"Vite di Madri", recensione di Paola Caravante
Una scrittura che narra prima ancora di descrivere.
Le parole che assecondano nel ritmo e nello stile, storie che confinano troppo spesso con il dolore.
“Vite di madri” di Emma Fenu non è un romanzo inserito nei canoni letterari standard. E' un viaggio nel cuore della femminilità, è una architettura di storie nelle storie, dove gli eventi si fondono, senza mai confondere il lettore che 'sente' la veridicità di ogni singola narrazione.
Nel cuore del racconto si percepisce la verità della vita che ferisce, che versa lacrime, che fa salire un groppo in gola intrecciandosi al nodo primigenio dell'identità femminile: la maternità.
In questo caso, prendono corpo tra le pieghe del racconto donne che appartengono a quella minoranza, pari ad un misero venti per cento, di donne sterili. Gravidanze desiderate, volute o ripudiate, sono al centro delle dodici storie narrate. Ogni racconto è intrecciato alle citazioni di romanzi, poesie che gettano una luce diversa sul racconto stesso dove l'ipertesto svelato segna un gioco basato sulla fiducia tra l'autrice e il lettore.

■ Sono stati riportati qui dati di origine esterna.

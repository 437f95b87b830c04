//! Form Evaluator Use Case
//!
//! Evaluates every field of a [`FormSchema`] against a [`FormState`]:
//! dependency conditions decide visibility, enablement and whether the
//! field is required, then the field's rule chain is validated and a
//! message rendered for the first failure.

use crate::report::{FieldReport, FormReport, LintFinding};
use crate::schema::{DependencyAction, FieldSpec, FormSchema};
use crate::state::FormState;
use fieldlogic_domain::constants::RULE_REQUIRED;
use fieldlogic_domain::{Error, FieldValue, Result, Subject, SubjectKind};
use fieldlogic_expr::{ExpressionEngine, FieldState};
use fieldlogic_rules::{MessageCatalog, RuleChain, RuleEngine, RuleOutcome, RuleToken};
use tracing::{debug, info};

/// A schema field viewed as a rule subject
struct FormFieldSubject<'a> {
    field: &'a FieldSpec,
    state: &'a FormState,
}

impl Subject for FormFieldSubject<'_> {
    fn kind(&self) -> SubjectKind {
        self.field.kind
    }

    fn is_checked(&self) -> bool {
        self.state.is_checked(&self.field.name)
    }

    fn field_value(&self, name: &str) -> FieldValue {
        self.state.value(name)
    }
}

/// Form evaluation service
#[derive(Debug, Clone)]
pub struct FormEvaluator {
    expressions: ExpressionEngine,
    rules: RuleEngine,
    messages: MessageCatalog,
    strict_unknown_rules: bool,
}

impl Default for FormEvaluator {
    fn default() -> Self {
        Self::new(
            ExpressionEngine::new(),
            RuleEngine::standard(),
            MessageCatalog::english(),
        )
    }
}

impl FormEvaluator {
    /// Create an evaluator from its engines and message catalog
    pub fn new(expressions: ExpressionEngine, rules: RuleEngine, messages: MessageCatalog) -> Self {
        Self {
            expressions,
            rules,
            messages,
            strict_unknown_rules: false,
        }
    }

    /// Reject schemas naming unregistered rules in [`FormEvaluator::prepare`]
    #[must_use]
    pub fn with_strict_unknown_rules(mut self, strict: bool) -> Self {
        self.strict_unknown_rules = strict;
        self
    }

    pub fn rule_engine(&self) -> &RuleEngine {
        &self.rules
    }

    pub fn messages(&self) -> &MessageCatalog {
        &self.messages
    }

    /// Check a loaded schema before use
    ///
    /// Structural problems always fail; unknown rule names fail only in
    /// strict mode and are logged otherwise.
    pub fn prepare(&self, schema: &FormSchema) -> Result<()> {
        schema.check()?;
        for field in &schema.fields {
            if self.strict_unknown_rules {
                self.rules.check_chain(field.rules())?;
            } else {
                for rule in self.rules.unknown_rules(field.rules()) {
                    debug!(field = %field.name, rule = %rule, "Schema names unknown rule");
                }
            }
        }
        Ok(())
    }

    /// Static inspection: unknown rules and unparsable conditions
    pub fn lint(&self, schema: &FormSchema) -> Vec<LintFinding> {
        let mut findings = Vec::new();
        let probe = FormState::new();
        for field in &schema.fields {
            for rule in self.rules.unknown_rules(field.rules()) {
                findings.push(LintFinding::UnknownRule {
                    field: field.name.clone(),
                    rule,
                });
            }
            for dependency in &field.dependencies {
                if let Err(Error::Expression { message }) = self.expressions.try_evaluate(
                    &dependency.when,
                    &FieldValue::Undefined,
                    &FieldState::default(),
                    &probe,
                ) {
                    findings.push(LintFinding::InvalidExpression {
                        field: field.name.clone(),
                        expression: dependency.when.clone(),
                        message,
                    });
                }
            }
        }
        findings
    }

    /// Evaluate every field of `schema` against `state`
    pub fn evaluate(&self, schema: &FormSchema, state: &FormState) -> FormReport {
        let fields: Vec<FieldReport> = schema
            .fields
            .iter()
            .map(|field| self.evaluate_field(field, state))
            .collect();
        let report = FormReport::new(fields);
        info!(
            fields = report.fields.len(),
            invalid = report.invalid_fields().count(),
            "Form evaluated"
        );
        report
    }

    fn evaluate_field(&self, field: &FieldSpec, state: &FormState) -> FieldReport {
        let value = state.value(&field.name);
        let mut chain = RuleChain::parse(field.rules());
        let flags = self.apply_dependencies(field, &value, state, &chain);

        let mut report = FieldReport {
            name: field.name.clone(),
            visible: flags.visible,
            disabled: flags.disabled,
            required: flags.required,
            skipped: !flags.visible || flags.disabled,
            outcome: RuleOutcome::Valid,
            message: None,
        };
        if report.skipped {
            debug!(field = %field.name, "Skipping hidden or disabled field");
            return report;
        }

        if flags.required && !chain.contains(RULE_REQUIRED) {
            chain.push(RuleToken {
                name: RULE_REQUIRED.to_string(),
                param: None,
            });
        } else if !flags.required {
            chain.remove(RULE_REQUIRED);
        }

        let subject = FormFieldSubject { field, state };
        report.outcome = self.rules.validate_chain(&value, &chain, &subject);
        report.message = self.messages.render(&report.outcome, field.label());
        report
    }

    /// Fold the field's dependencies, in order, into its state flags
    ///
    /// Each action sets its flag when the condition holds and the opposite
    /// when it does not, so `show` alone means hidden otherwise. Later
    /// dependencies see (and override) the flags set by earlier ones.
    fn apply_dependencies(
        &self,
        field: &FieldSpec,
        value: &FieldValue,
        state: &FormState,
        chain: &RuleChain,
    ) -> FieldState {
        let mut flags = FieldState {
            required: chain.contains(RULE_REQUIRED),
            checked: state.is_checked(&field.name),
            ..FieldState::default()
        };
        for dependency in &field.dependencies {
            let holds = self
                .expressions
                .evaluate(&dependency.when, value, &flags, state);
            debug!(field = %field.name, action = ?dependency.action, holds, "Dependency evaluated");
            match dependency.action {
                DependencyAction::Show => flags.visible = holds,
                DependencyAction::Hide => flags.visible = !holds,
                DependencyAction::Enable => flags.disabled = !holds,
                DependencyAction::Disable => flags.disabled = holds,
                DependencyAction::Require => flags.required = holds,
                DependencyAction::Optional => flags.required = !holds,
            }
        }
        flags
    }
}
//! Error handling types

use thiserror::Error;

/// Result type alias for operations that can fail
pub type Result<T> = std::result::Result<T, Error>;

/// Main error type for fieldlogic
#[derive(Error, Debug)]
pub enum Error {
    /// I/O operation error
    #[error("I/O error: {source}")]
    Io {
        /// The underlying I/O error
        #[from]
        source: std::io::Error,
    },

    /// JSON parsing or serialization error
    #[error("JSON parsing error: {source}")]
    Json {
        /// The underlying JSON error
        #[from]
        source: serde_json::Error,
    },

    /// Malformed or unsafe expression
    #[error("Expression error: {message}")]
    Expression {
        /// Description of what could not be evaluated
        message: String,
    },

    /// Rule name not present in the registry
    #[error("Unknown rule: {name}")]
    UnknownRule {
        /// The rule name as written in the chain
        name: String,
    },

    /// Rule chain that cannot be interpreted
    #[error("Invalid rule chain: {message}")]
    InvalidRuleChain {
        /// Description of the problem
        message: String,
    },

    /// Form schema problem
    #[error("Schema error: {message}")]
    Schema {
        /// Description of the schema problem
        message: String,
    },

    /// Configuration-related error
    #[error("Configuration error: {message}")]
    Configuration {
        /// Description of the configuration error
        message: String,
        /// Optional source error
        #[source]
        source: Option<Box<dyn std::error::Error + Send + Sync>>,
    },
}

// Evaluation error creation methods
impl Error {
    /// Create an expression error
    pub fn expression<S: Into<String>>(message: S) -> Self {
        Self::Expression {
            message: message.into(),
        }
    }

    /// Create an unknown rule error
    pub fn unknown_rule<S: Into<String>>(name: S) -> Self {
        Self::UnknownRule { name: name.into() }
    }

    /// Create an invalid rule chain error
    pub fn invalid_rule_chain<S: Into<String>>(message: S) -> Self {
        Self::InvalidRuleChain {
            message: message.into(),
        }
    }

    /// Create a schema error
    pub fn schema<S: Into<String>>(message: S) -> Self {
        Self::Schema {
            message: message.into(),
        }
    }
}

// Configuration error creation methods
impl Error {
    /// Create a configuration error
    pub fn configuration<S: Into<String>>(message: S) -> Self {
        Self::Configuration {
            message: message.into(),
            source: None,
        }
    }

    /// Create a configuration error with source
    pub fn configuration_with_source<
        S: Into<String>,
        E: std::error::Error + Send + Sync + 'static,
    >(
        message: S,
        source: E,
    ) -> Self {
        Self::Configuration {
            message: message.into(),
            source: Some(Box::new(source)),
        }
    }
}
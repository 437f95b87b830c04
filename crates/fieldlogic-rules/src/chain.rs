//! Rule chain parsing
//!
//! A chain is a comma-separated list of tokens, each `name`, `name=param`
//! or `name:param`. The first `=` or `:` splits the name from the
//! parameter; everything after it is the parameter, verbatim.

use fieldlogic_domain::constants::{RULE_PARAM_SEPARATORS, RULE_SEPARATOR};
use std::fmt;

/// One rule reference in a chain
#[derive(Debug, Clone, PartialEq, Eq)]
pub struct RuleToken {
    pub name: String,
    pub param: Option<String>,
}

impl RuleToken {
    /// Parse one token; blank tokens yield `None`
    pub fn parse(token: &str) -> Option<Self> {
        let token = token.trim();
        if token.is_empty() {
            return None;
        }
        Some(match token.find(RULE_PARAM_SEPARATORS) {
            Some(idx) => Self {
                name: token[..idx].trim().to_string(),
                param: Some(token[idx + 1..].to_string()),
            },
            None => Self {
                name: token.to_string(),
                param: None,
            },
        })
    }
}

impl fmt::Display for RuleToken {
    fn fmt(&self, f: &mut fmt::Formatter<'_>) -> fmt::Result {
        match &self.param {
            Some(param) => write!(f, "{}:{}", self.name, param),
            None => write!(f, "{}", self.name),
        }
    }
}

/// Ordered rule tokens parsed from a chain string
#[derive(Debug, Clone, Default, PartialEq, Eq)]
pub struct RuleChain {
    tokens: Vec<RuleToken>,
}

impl RuleChain {
    pub fn parse(chain: &str) -> Self {
        Self {
            tokens: chain.split(RULE_SEPARATOR).filter_map(RuleToken::parse).collect(),
        }
    }

    pub fn tokens(&self) -> &[RuleToken] {
        &self.tokens
    }

    pub fn is_empty(&self) -> bool {
        self.tokens.is_empty()
    }

    /// Whether any token names `rule`
    pub fn contains(&self, rule: &str) -> bool {
        self.tokens.iter().any(|token| token.name == rule)
    }

    /// Append a token, e.g. `required` added by a dependency action
    pub fn push(&mut self, token: RuleToken) {
        self.tokens.push(token);
    }

    /// Drop every token naming `rule`
    pub fn remove(&mut self, rule: &str) {
        self.tokens.retain(|token| token.name != rule);
    }
}

impl fmt::Display for RuleChain {
    fn fmt(&self, f: &mut fmt::Formatter<'_>) -> fmt::Result {
        let rendered: Vec<String> = self.tokens.iter().map(ToString::to_string).collect();
        f.write_str(&rendered.join(","))
    }
}

impl<'a> IntoIterator for &'a RuleChain {
    type Item = &'a RuleToken;
    type IntoIter = std::slice::Iter<'a, RuleToken>;

    fn into_iter(self) -> Self::IntoIter {
        self.tokens.iter()
    }
}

Nessuna parola è lasciata al caso, ognuna è lì perché non poteva essere altrimenti. Ci sono storie che toccano i nervi scoperti, che arrivano fino al cuore, capaci di creare, grazie alla rielaborazione letteraria, un coinvolgimento sensoriale. Il dolore e la solitudine di una depressione post partum sono lì, si sono possono sentire tra le mani.
Un romanzo che è un omaggio all'universo femminile, un romanzo che è figlio di molte madri e madre devota di molte figlie. Le figure delle protagoniste sono tratteggiate, accennate ma con pennellate vivide al punto di renderle vere, confidenti, sorelle.
“Vite di madri” è una sorpresa, un colpo al cuore e un viaggio per ritrovare un'identità femminile al di là delle regole e degli schemi.